Problem statement:
Transcribe the records below exactly as they appear.
*-*-*
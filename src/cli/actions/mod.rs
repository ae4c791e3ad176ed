pub mod server;

use anyhow::Result;

/// The action selected by the CLI.
#[derive(Debug)]
pub enum Action {
    Server(server::Args),
}

impl Action {
    /// Run the action.
    ///
    /// # Errors
    /// Returns an error if the action fails.
    pub async fn execute(self) -> Result<()> {
        match self {
            Self::Server(args) => server::execute(args).await,
        }
    }
}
*-*-*
Response to this task:
filename src/cli/actions/mod.rs
repository ae4c791e3ad176ed
pub mod server;

use anyhow::Result;

/// The action selected by the CLI.
#[derive(Debug)]
pub enum Action {
    Server(server::Args),
}

impl Action {
    /// Run the action.
    ///
    /// # Errors
    /// Returns an error if the action fails.
    pub async fn execute(self) -> Result<()> {
        match self {
            Self::Server(args) => server::execute(args).await,
        }
    }
}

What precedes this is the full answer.